Na Laudato Si', ele criticou “um antropocentrismo excessivo”, escrevendo: “Juntamente com a nossa obrigação de usar os bens da terra de forma responsável, somos chamados a reconhecer que outros seres vivos têm um valor próprio aos olhos de Deus”.
Ao mesmo tempo, a Laudato Si’ adverte que o “biocentrismo” não é a resposta certa a “um antropocentrismo equivocado”. “Não se pode exigir do ser humano um compromisso para com o mundo, se ao mesmo tempo não se reconhecem e valorizam as suas peculiares capacidades de conhecimento, vontade, liberdade e responsabilidade”, afirma.

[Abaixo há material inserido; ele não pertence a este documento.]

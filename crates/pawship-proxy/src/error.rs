//! Error types for the reverse proxy.

use axum::{
    Json,
    http::StatusCode,
    response::{IntoResponse, Response},
};

/// Result type alias for this crate.
pub type Result<T> = std::result::Result<T, ProxyError>;

/// Errors that can occur while forwarding a request.
#[derive(Debug, thiserror::Error)]
pub enum ProxyError {
    /// The upstream could not be reached or the exchange failed mid-flight.
    #[error("Upstream request failed: {0}")]
    Upstream(#[from] reqwest::Error),

    /// The forwarded response could not be assembled.
    #[error("Failed to build response: {0}")]
    Response(#[from] axum::http::Error),

    /// Configuration error.
    #[error("Config error: {0}")]
    Config(String),
}

impl ProxyError {
    /// HTTP status returned to the caller for this error.
    pub fn status(&self) -> StatusCode {
        match self {
            ProxyError::Upstream(_) => StatusCode::BAD_GATEWAY,
            ProxyError::Response(_) | ProxyError::Config(_) => StatusCode::INTERNAL_SERVER_ERROR,
        }
    }

    fn kind(&self) -> &'static str {
        match self {
            ProxyError::Upstream(_) => "upstream_error",
            ProxyError::Response(_) => "response_error",
            ProxyError::Config(_) => "config_error",
        }
    }
}

impl IntoResponse for ProxyError {
    fn into_response(self) -> Response {
        tracing::error!(error = %self, "Proxy forwarding failed");

        let body = serde_json::json!({
            "type": "error",
            "error": {
                "type": self.kind(),
                "message": self.to_string()
            }
        });

        (self.status(), Json(body)).into_response()
    }
}

#[cfg(test)]
mod tests {
    use super::*;

    #[test]
    fn test_config_error_status() {
        let err = ProxyError::Config("bad upstream".into());
        assert_eq!(err.status(), StatusCode::INTERNAL_SERVER_ERROR);
        assert_eq!(err.to_string(), "Config error: bad upstream");
    }

    #[tokio::test]
    async fn test_upstream_error_is_bad_gateway() {
        // Nothing listens on port 1
        let err = reqwest::Client::new()
            .get("http://127.0.0.1:1/")
            .send()
            .await
            .unwrap_err();
        let response = ProxyError::from(err).into_response();
        assert_eq!(response.status(), StatusCode::BAD_GATEWAY);
    }
}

Agora, na Laudate Deum, Francisco vai além de criticar o antropocentrismo “excessivo” e “equivocado” para sugerir que a compreensão ocidental tradicional da relação da humanidade com o resto da criação precisa ser atualizada:
A cosmovisão judaico-cristã defende o valor peculiar e central do ser humano no meio do maravilhoso concerto de todos os seres, mas hoje somos obrigados a reconhecer que só é possível defender um "antropocentrismo situado", ou seja, reconhecer que a vida humana não se pode compreender nem sustentar sem as outras criaturas.
Esta ideia de um antropocentrismo situado não irá satisfazer todos os ecocentristas, mas encontra-os a meio caminho - articulando uma visão de uma criação interdependente que, ao mesmo tempo, olha para trás, para a "grande cadeia do ser" medieval e propõe uma síntese da tese antropocêntrica e a antítese ecocêntrica.
A COP28 precisa ouvir mais sobre isso. Suspeito que Francisco não deixará de fazê-lo.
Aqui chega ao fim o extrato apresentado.